Customize Tracking

When building a new goal, our Goal Designer will prompt you with the Tracking Metric section toward the bottom of it. This is where you can adjust how your goal will be measured.

The tracking setup will influence how your goal gets progress across its timeline, and ultimately what status is displayed on the goal when you are executing it (On Track, Behind, etc...).

Note: This same information can be edited for existing goals in the Tracking Tab of their respective Goal Hubs. See this article for more on that.

"Progress will be updated by:"

This is where you choose which Tracking Type will apply to your goal, and you can click the (?) icon to see an explanation of each.

Initial and Target

Your goal will default to an initial and target of 0 to 100%, but both the initial and target values can be overwritten. As a baseline, Cascade is saying that you "want to be 100% done with this by your chosen deadline."

For example, a healthcare organization might want to reduce waiting times for patients. In this case, we'll put "80" in as our initial value (current state) and "20" in as our target (desired state). Finally, we can choose a different unit in the drop-down menu.

Cascade will then automatically adjust the baseline tracking curve, showing a negative trajectory. Now, "100% done" means achieving our target of 20 minutes!

"Maintain" KPIs

In rare situations, we might want to maintain a certain metric over the timeline of the goal (KPI). For example, perhaps a small movie theater wants to maintain an average of 100 people attending per day and will measure this on a monthly basis. Any time we want to track a KPI this way, the Initial and Target values should be the same.

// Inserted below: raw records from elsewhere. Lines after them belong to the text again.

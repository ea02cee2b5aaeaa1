//! Client core for the planner service: todos, notes, events and reminders.
//!
//! # Overview
//! `ApiClient` builds `HttpRequest` values and parses `HttpResponse` values
//! without touching the network. A `Transport` executes the round-trip
//! (`ReqwestTransport` in production, scripted transports in tests), so every
//! layer above it stays deterministic.
//!
//! # Layers
//! - `session`: token persistence, identity decoding, login/register/logout.
//! - `authorized`: attaches the bearer token and turns a 401 into a forced
//!   logout plus navigation to the login view.
//! - `service`: typed CRUD per collection.
//! - `query`: cached, observable collection state with coalescing, retries,
//!   invalidation after mutations and interval/focus re-validation.
//! - `context`: wires the above to one configuration.

pub mod authorized;
pub mod client;
pub mod config;
pub mod context;
pub mod error;
pub mod feedback;
pub mod http;
pub mod navigation;
pub mod query;
pub mod resources;
pub mod service;
pub mod session;
pub mod storage;
pub mod token;
pub mod transport;
pub mod types;

pub use authorized::AuthorizedClient;
pub use client::ApiClient;
pub use config::ClientConfig;
pub use context::AppContext;
pub use error::{ApiError, ValidationError};
pub use feedback::{Action, ErrorSlot};
pub use http::{HttpMethod, HttpRequest, HttpResponse};
pub use navigation::{guard, Navigator, Route, RouteDecision, RouterHandle};
pub use query::{QueryClient, QueryState, QueryStatus};
pub use resources::{
    Collection, Event, EventDraft, Note, NoteColor, NoteDraft, Priority, RecordId, Reminder,
    ReminderDraft, Repeat, Resource, Status, TagSet, Todo, TodoDraft, Validate,
};
pub use service::ResourceService;
pub use session::{Identity, SessionSnapshot, SessionStore};
pub use storage::{FileTokenStorage, MemoryTokenStorage, TokenStorage};
pub use transport::{ReqwestTransport, Transport};
pub use types::{Confirmation, Credentials, Registration};
//! Client configuration: built-in defaults, an optional `planner.toml`, then
//! `PLANNER_*` environment variables, later sources winning.

use std::path::{Path, PathBuf};
use std::time::Duration;

use config::{Config, ConfigError, Environment, File, FileFormat};
use serde::Deserialize;

use crate::query::{PolicyTable, RetryPolicy, SyncPolicy};

pub const DEFAULT_BASE_URL: &str = "http://localhost:3000/api";

#[derive(Debug, Clone, PartialEq, Deserialize)]
#[serde(default)]
pub struct ClientConfig {
    pub base_url: String,
    /// Where the session token is persisted. `None` keeps it in memory.
    pub token_file: Option<PathBuf>,
    pub request_timeout_ms: u64,
    /// Retries for a failing collection read, not counting the first attempt.
    pub retry_count: u32,
    pub retry_base_delay_ms: u64,
    pub retry_max_delay_ms: u64,
    pub events_refetch_interval_ms: u64,
    pub notification_timeout_ms: u64,
}

impl Default for ClientConfig {
    fn default() -> Self {
        Self {
            base_url: DEFAULT_BASE_URL.to_string(),
            token_file: None,
            request_timeout_ms: 30_000,
            retry_count: 3,
            retry_base_delay_ms: 1_000,
            retry_max_delay_ms: 30_000,
            events_refetch_interval_ms: 5_000,
            notification_timeout_ms: 6_000,
        }
    }
}

impl ClientConfig {
    pub fn load() -> Result<Self, ConfigError> {
        Self::load_from(Path::new("planner.toml"))
    }

    pub fn load_from(path: &Path) -> Result<Self, ConfigError> {
        let config = Config::builder()
            .add_source(File::from(path).format(FileFormat::Toml).required(false))
            .add_source(Environment::with_prefix("PLANNER").try_parsing(true))
            .build()?;
        config.try_deserialize()
    }

    pub fn request_timeout(&self) -> Duration {
        Duration::from_millis(self.request_timeout_ms)
    }

    pub fn notification_timeout(&self) -> Duration {
        Duration::from_millis(self.notification_timeout_ms)
    }

    pub fn retry_policy(&self) -> RetryPolicy {
        RetryPolicy {
            max_retries: self.retry_count,
            base_delay: Duration::from_millis(self.retry_base_delay_ms),
            max_delay: Duration::from_millis(self.retry_max_delay_ms),
        }
    }

    pub fn policy_table(&self) -> PolicyTable {
        let mut table = PolicyTable::default();
        table.events = SyncPolicy {
            refetch_interval: (self.events_refetch_interval_ms > 0)
                .then(|| Duration::from_millis(self.events_refetch_interval_ms)),
            ..table.events
        };
        table
    }
}
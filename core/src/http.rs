//! HTTP transport types shared by the request builder and the transports.
//!
//! # Design
//! Requests and responses are plain data. `ApiClient` builds `HttpRequest`
//! values and parses `HttpResponse` values without touching the network; a
//! `Transport` executes the round-trip in between. Authorization is layered
//! on top by `AuthorizedClient`, which only ever adds a header to an already
//! built request.

/// Name of the header carrying the bearer credential.
pub const AUTHORIZATION: &str = "authorization";

/// HTTP method for a request.
#[derive(Debug, Clone, Copy, PartialEq, Eq)]
pub enum HttpMethod {
    Get,
    Post,
    Put,
    Delete,
}

impl HttpMethod {
    pub fn as_str(&self) -> &'static str {
        match self {
            HttpMethod::Get => "GET",
            HttpMethod::Post => "POST",
            HttpMethod::Put => "PUT",
            HttpMethod::Delete => "DELETE",
        }
    }
}

/// An HTTP request described as plain data.
#[derive(Debug, Clone)]
pub struct HttpRequest {
    pub method: HttpMethod,
    pub path: String,
    pub headers: Vec<(String, String)>,
    pub body: Option<String>,
}

impl HttpRequest {
    /// Look up a header value, ignoring the case of the name.
    pub fn header(&self, name: &str) -> Option<&str> {
        self.headers
            .iter()
            .find(|(key, _)| key.eq_ignore_ascii_case(name))
            .map(|(_, value)| value.as_str())
    }

    /// Attach `Authorization: Bearer <token>`, replacing any previous value.
    pub fn with_bearer(mut self, token: &str) -> Self {
        self.headers.retain(|(key, _)| !key.eq_ignore_ascii_case(AUTHORIZATION));
        self.headers
            .push((AUTHORIZATION.to_string(), format!("Bearer {token}")));
        self
    }
}

/// An HTTP response described as plain data.
#[derive(Debug, Clone)]
pub struct HttpResponse {
    pub status: u16,
    pub headers: Vec<(String, String)>,
    pub body: String,
}

impl HttpResponse {
    pub fn is_success(&self) -> bool {
        (200..300).contains(&self.status)
    }

    pub fn is_unauthorized(&self) -> bool {
        self.status == 401
    }
}

#[cfg(test)]
mod tests {
    use super::*;

    fn request() -> HttpRequest {
        HttpRequest {
            method: HttpMethod::Get,
            path: "http://localhost:3000/api/todos".to_string(),
            headers: Vec::new(),
            body: None,
        }
    }

    #[test]
    fn with_bearer_adds_authorization_header() {
        let req = request().with_bearer("abc");
        assert_eq!(req.header("Authorization"), Some("Bearer abc"));
    }

    #[test]
    fn with_bearer_replaces_existing_value() {
        let req = request().with_bearer("old").with_bearer("new");
        assert_eq!(req.headers.len(), 1);
        assert_eq!(req.header("authorization"), Some("Bearer new"));
    }

    #[test]
    fn success_range_is_2xx() {
        let mut resp = HttpResponse {
            status: 204,
            headers: Vec::new(),
            body: String::new(),
        };
        assert!(resp.is_success());
        resp.status = 401;
        assert!(!resp.is_success());
        assert!(resp.is_unauthorized());
    }
}
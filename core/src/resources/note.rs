use chrono::{DateTime, Utc};
use serde::{Deserialize, Deserializer, Serialize, Serializer};

use super::{require, Collection, RecordId, Resource, Validate};
use crate::error::ValidationError;

/// The fixed note palette. `Default` means "no color".
#[derive(Debug, Clone, Copy, PartialEq, Eq, Default)]
pub enum NoteColor {
    #[default]
    Default,
    Blue,
    Green,
    Orange,
    Red,
    Purple,
    Yellow,
}

impl NoteColor {
    pub const PALETTE: [NoteColor; 7] = [
        NoteColor::Default,
        NoteColor::Blue,
        NoteColor::Green,
        NoteColor::Orange,
        NoteColor::Red,
        NoteColor::Purple,
        NoteColor::Yellow,
    ];

    pub fn hex(&self) -> &'static str {
        match self {
            NoteColor::Default => "#FFFFFF",
            NoteColor::Blue => "#90CAF9",
            NoteColor::Green => "#A5D6A7",
            NoteColor::Orange => "#FFCC80",
            NoteColor::Red => "#EF9A9A",
            NoteColor::Purple => "#CE93D8",
            NoteColor::Yellow => "#FFF59D",
        }
    }

    pub fn label(&self) -> &'static str {
        match self {
            NoteColor::Default => "Default",
            NoteColor::Blue => "Blue",
            NoteColor::Green => "Green",
            NoteColor::Orange => "Orange",
            NoteColor::Red => "Red",
            NoteColor::Purple => "Purple",
            NoteColor::Yellow => "Yellow",
        }
    }

    pub fn from_hex(hex: &str) -> Option<Self> {
        Self::PALETTE
            .into_iter()
            .find(|color| color.hex().eq_ignore_ascii_case(hex.trim()))
    }
}

impl Serialize for NoteColor {
    fn serialize<S: Serializer>(&self, serializer: S) -> Result<S::Ok, S::Error> {
        serializer.serialize_str(self.hex())
    }
}

impl<'de> Deserialize<'de> for NoteColor {
    fn deserialize<D: Deserializer<'de>>(deserializer: D) -> Result<Self, D::Error> {
        let raw = String::deserialize(deserializer)?;
        Ok(NoteColor::from_hex(&raw).unwrap_or_else(|| {
            tracing::warn!(color = %raw, "note color outside the palette, using default");
            NoteColor::Default
        }))
    }
}

/// Note tags: insertion-ordered, no exact duplicates.
#[derive(Debug, Clone, PartialEq, Eq, Default, Serialize)]
#[serde(transparent)]
pub struct TagSet(Vec<String>);

impl TagSet {
    pub fn new() -> Self {
        Self::default()
    }

    /// Add the trimmed tag text. Returns false when the text is blank or
    /// already present (case-sensitive).
    pub fn add(&mut self, input: &str) -> bool {
        let tag = input.trim();
        if tag.is_empty() || self.contains(tag) {
            return false;
        }
        self.0.push(tag.to_string());
        true
    }

    pub fn remove(&mut self, tag: &str) -> bool {
        let before = self.0.len();
        self.0.retain(|t| t != tag);
        self.0.len() != before
    }

    pub fn contains(&self, tag: &str) -> bool {
        self.0.iter().any(|t| t == tag)
    }

    pub fn iter(&self) -> impl Iterator<Item = &str> {
        self.0.iter().map(String::as_str)
    }

    pub fn len(&self) -> usize {
        self.0.len()
    }

    pub fn is_empty(&self) -> bool {
        self.0.is_empty()
    }
}

impl<'de> Deserialize<'de> for TagSet {
    fn deserialize<D: Deserializer<'de>>(deserializer: D) -> Result<Self, D::Error> {
        let raw = Vec::<String>::deserialize(deserializer)?;
        Ok(raw.iter().map(String::as_str).collect())
    }
}

impl<'a> FromIterator<&'a str> for TagSet {
    fn from_iter<I: IntoIterator<Item = &'a str>>(iter: I) -> Self {
        let mut tags = TagSet::new();
        for tag in iter {
            tags.add(tag);
        }
        tags
    }
}

#[derive(Debug, Clone, PartialEq, Serialize, Deserialize)]
#[serde(rename_all = "camelCase")]
pub struct Note {
    #[serde(rename = "_id", alias = "id")]
    pub id: RecordId,
    pub title: String,
    pub content: String,
    #[serde(default)]
    pub color: NoteColor,
    #[serde(default)]
    pub tags: TagSet,
    #[serde(default, skip_serializing_if = "Option::is_none")]
    pub created_at: Option<DateTime<Utc>>,
    #[serde(default, skip_serializing_if = "Option::is_none")]
    pub updated_at: Option<DateTime<Utc>>,
}

#[derive(Debug, Clone, PartialEq, Default, Serialize, Deserialize)]
pub struct NoteDraft {
    pub title: String,
    pub content: String,
    #[serde(default)]
    pub color: NoteColor,
    #[serde(default)]
    pub tags: TagSet,
}

impl NoteDraft {
    pub fn new(title: impl Into<String>, content: impl Into<String>) -> Self {
        Self {
            title: title.into(),
            content: content.into(),
            ..Self::default()
        }
    }
}

impl Validate for NoteDraft {
    fn validate(&self) -> Result<(), ValidationError> {
        require(&self.title, "Title")?;
        require(&self.content, "Content")
    }
}

impl Resource for Note {
    type Draft = NoteDraft;
    const COLLECTION: Collection = Collection::Notes;

    fn id(&self) -> &RecordId {
        &self.id
    }

    fn to_draft(&self) -> NoteDraft {
        NoteDraft {
            title: self.title.clone(),
            content: self.content.clone(),
            color: self.color,
            tags: self.tags.clone(),
        }
    }
}
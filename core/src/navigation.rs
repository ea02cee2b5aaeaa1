//! Views the client can be on and the session-based access rules for them.

use std::sync::Arc;

use tokio::sync::watch;

use crate::session::SessionSnapshot;

#[derive(Debug, Clone, Copy, PartialEq, Eq, Hash)]
pub enum Route {
    Login,
    Register,
    Dashboard,
    Todos,
    Notes,
    Events,
    Reminders,
}

impl Route {
    pub fn path(&self) -> &'static str {
        match self {
            Route::Login => "/login",
            Route::Register => "/register",
            Route::Dashboard => "/",
            Route::Todos => "/todos",
            Route::Notes => "/notes",
            Route::Events => "/events",
            Route::Reminders => "/reminders",
        }
    }

    /// Unknown paths fall back to the dashboard.
    pub fn from_path(path: &str) -> Route {
        match path.trim_end_matches('/') {
            "/login" => Route::Login,
            "/register" => Route::Register,
            "/todos" => Route::Todos,
            "/notes" => Route::Notes,
            "/events" => Route::Events,
            "/reminders" => Route::Reminders,
            _ => Route::Dashboard,
        }
    }

    /// Login and registration are the only views reachable without a session.
    pub fn is_public(&self) -> bool {
        matches!(self, Route::Login | Route::Register)
    }
}

#[derive(Debug, Clone, Copy, PartialEq, Eq)]
pub enum RouteDecision {
    /// The session check has not finished yet.
    Loading,
    Render(Route),
    Redirect(Route),
}

/// Decide what to show for `requested` given the current session.
pub fn guard(requested: Route, session: &SessionSnapshot) -> RouteDecision {
    let signed_in = session.identity.is_some();
    if requested.is_public() {
        if signed_in {
            return RouteDecision::Redirect(Route::Dashboard);
        }
        return RouteDecision::Render(requested);
    }
    if session.is_loading {
        return RouteDecision::Loading;
    }
    if signed_in {
        RouteDecision::Render(requested)
    } else {
        RouteDecision::Redirect(Route::Login)
    }
}

/// Receives forced navigations, e.g. to the login view after a 401.
pub trait Navigator: Send + Sync {
    fn navigate(&self, route: Route);
}

/// A `Navigator` that publishes the current route to any number of watchers.
#[derive(Debug, Clone)]
pub struct RouterHandle {
    current: Arc<watch::Sender<Route>>,
}

impl RouterHandle {
    pub fn new(initial: Route) -> Self {
        let (current, _) = watch::channel(initial);
        Self {
            current: Arc::new(current),
        }
    }

    pub fn current(&self) -> Route {
        *self.current.borrow()
    }

    pub fn subscribe(&self) -> watch::Receiver<Route> {
        self.current.subscribe()
    }
}

impl Default for RouterHandle {
    fn default() -> Self {
        Self::new(Route::Dashboard)
    }
}

impl Navigator for RouterHandle {
    fn navigate(&self, route: Route) {
        tracing::debug!(path = route.path(), "navigating");
        self.current.send_replace(route);
    }
}

#[cfg(test)]
mod tests {
    use super::*;
    use crate::session::Identity;

    fn snapshot(signed_in: bool, is_loading: bool) -> SessionSnapshot {
        SessionSnapshot {
            identity: signed_in.then(|| Identity::with_subject("u1")),
            is_loading,
        }
    }

    #[test]
    fn private_routes_wait_for_session_check() {
        assert_eq!(guard(Route::Todos, &snapshot(false, true)), RouteDecision::Loading);
    }

    #[test]
    fn anonymous_users_are_sent_to_login() {
        assert_eq!(
            guard(Route::Events, &snapshot(false, false)),
            RouteDecision::Redirect(Route::Login)
        );
        assert_eq!(
            guard(Route::Register, &snapshot(false, false)),
            RouteDecision::Render(Route::Register)
        );
    }

    #[test]
    fn signed_in_users_skip_login_views() {
        assert_eq!(
            guard(Route::Login, &snapshot(true, false)),
            RouteDecision::Redirect(Route::Dashboard)
        );
        assert_eq!(
            guard(Route::Notes, &snapshot(true, false)),
            RouteDecision::Render(Route::Notes)
        );
    }

    #[test]
    fn unknown_paths_resolve_to_dashboard() {
        assert_eq!(Route::from_path("/nowhere"), Route::Dashboard);
        assert_eq!(Route::from_path("/reminders/"), Route::Reminders);
        assert_eq!(Route::from_path(Route::Login.path()), Route::Login);
    }

    #[test]
    fn router_handle_publishes_navigation() {
        let router = RouterHandle::default();
        let rx = router.subscribe();
        router.navigate(Route::Login);
        assert_eq!(router.current(), Route::Login);
        assert_eq!(*rx.borrow(), Route::Login);
    }
}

"Maintain" KPIs and Custom "Behind" Tolerance

Having the same initial and target values tells Cascade that this is a "Maintain" KPI, and you can then customize the "Behind" tolerance for it. In this example, a tolerance of "10" would mean that we could have an average as low as 90 before the KPI gets flagged as "Behind."

Tracking Direction

This section only needs attention if your initial value is higher than your target, or if you are working with a "Maintain" KPI (probably 1-2% of the time). This clarifies with Cascade which side of the tracking curve is favorable for your goal.

It will be "marked as complete when" options:

This section is also rarely edited. Should the goal be complete and done as soon as we hit the target, or do we need to maintain the target for the duration of your timeline?

The only reason to edit this is for longer-term KPIs, or for Objectives pulling progress from those KPIs. If we have a KPI for maintaining a specific "profit per unit" or something like that, it shouldn't be marked complete if we hit one monthly target in the middle of the year - we still have several months to go!

Using "Target & due date reached" for this situation would make the KPI show up as "On Track" instead of marking it complete.

This might not be a huge deal for you, but it's worth knowing the difference. "Complete" KPIs can still have their progress updated, after all.

The progress will be updated:

This section can actually be very important. As a baseline, Cascade expects linear progress from your start date to your end date ("We should be 100% done with this by the time my end date comes around.").

That's all well and good, but unless we're working closely in Cascade day-to-day, it can be easy to update progress so that we're "On Track" today, but have the goal show up as "Behind" by the end of the week simply because you haven't logged in since then. This isn't always realistic.

This is because Cascade is constantly measuring where you are right now against where we should be as of right now. To make sure your "On Track" status is properly maintained, use this section to tell Cascade how often to expect progress on the goal.

Depending on the timeline you chose, Cascade will automatically recommend reasonable cadences for updating progress (weekly, monthly, quarterly, etc.). Once you choose a cadence, the tracking curve changes to reflect it.